## About this task
Print all records exactly, leaving nothing out.

## Dataset records
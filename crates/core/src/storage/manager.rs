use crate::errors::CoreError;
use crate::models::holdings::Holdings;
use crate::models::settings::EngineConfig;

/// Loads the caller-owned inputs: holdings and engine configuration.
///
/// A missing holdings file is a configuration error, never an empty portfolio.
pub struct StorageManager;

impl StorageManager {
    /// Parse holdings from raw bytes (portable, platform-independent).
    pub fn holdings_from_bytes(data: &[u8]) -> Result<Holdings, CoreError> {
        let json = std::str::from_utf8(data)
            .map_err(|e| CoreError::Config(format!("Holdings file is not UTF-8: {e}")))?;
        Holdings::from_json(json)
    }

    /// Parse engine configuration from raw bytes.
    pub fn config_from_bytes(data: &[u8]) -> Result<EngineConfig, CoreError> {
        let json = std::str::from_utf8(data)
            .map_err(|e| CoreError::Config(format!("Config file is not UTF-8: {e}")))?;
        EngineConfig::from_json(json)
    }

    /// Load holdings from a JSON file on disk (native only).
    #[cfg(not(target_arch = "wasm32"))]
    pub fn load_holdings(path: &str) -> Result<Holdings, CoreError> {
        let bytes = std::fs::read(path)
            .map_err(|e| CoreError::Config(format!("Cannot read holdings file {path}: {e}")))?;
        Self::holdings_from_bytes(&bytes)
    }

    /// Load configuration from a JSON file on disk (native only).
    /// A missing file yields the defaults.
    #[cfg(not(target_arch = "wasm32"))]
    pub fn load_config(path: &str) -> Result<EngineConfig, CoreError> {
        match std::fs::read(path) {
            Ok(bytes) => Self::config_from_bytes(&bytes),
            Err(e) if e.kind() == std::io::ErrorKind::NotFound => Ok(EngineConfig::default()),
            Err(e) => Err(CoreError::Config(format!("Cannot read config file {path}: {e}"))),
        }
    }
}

## Answer to this exercise
filename crates/core/src/storage/manager.rs
use crate::errors::CoreError;
use crate::models::holdings::Holdings;
use crate::models::settings::EngineConfig;

/// Loads the caller-owned inputs: holdings and engine configuration.
///
/// A missing holdings file is a configuration error, never an empty portfolio.
pub struct StorageManager;

impl StorageManager {
    /// Parse holdings from raw bytes (portable, platform-independent).
    pub fn holdings_from_bytes(data: &[u8]) -> Result<Holdings, CoreError> {
        let json = std::str::from_utf8(data)
            .map_err(|e| CoreError::Config(format!("Holdings file is not UTF-8: {e}")))?;
        Holdings::from_json(json)
    }

    /// Parse engine configuration from raw bytes.
    pub fn config_from_bytes(data: &[u8]) -> Result<EngineConfig, CoreError> {
        let json = std::str::from_utf8(data)
            .map_err(|e| CoreError::Config(format!("Config file is not UTF-8: {e}")))?;
        EngineConfig::from_json(json)
    }

    /// Load holdings from a JSON file on disk (native only).
    #[cfg(not(target_arch = "wasm32"))]
    pub fn load_holdings(path: &str) -> Result<Holdings, CoreError> {
        let bytes = std::fs::read(path)
            .map_err(|e| CoreError::Config(format!("Cannot read holdings file {path}: {e}")))?;
        Self::holdings_from_bytes(&bytes)
    }

    /// Load configuration from a JSON file on disk (native only).
    /// A missing file yields the defaults.
    #[cfg(not(target_arch = "wasm32"))]
    pub fn load_config(path: &str) -> Result<EngineConfig, CoreError> {
        match std::fs::read(path) {
            Ok(bytes) => Self::config_from_bytes(&bytes),
            Err(e) if e.kind() == std::io::ErrorKind::NotFound => Ok(EngineConfig::default()),
            Err(e) => Err(CoreError::Config(format!("Cannot read config file {path}: {e}"))),
        }
    }
}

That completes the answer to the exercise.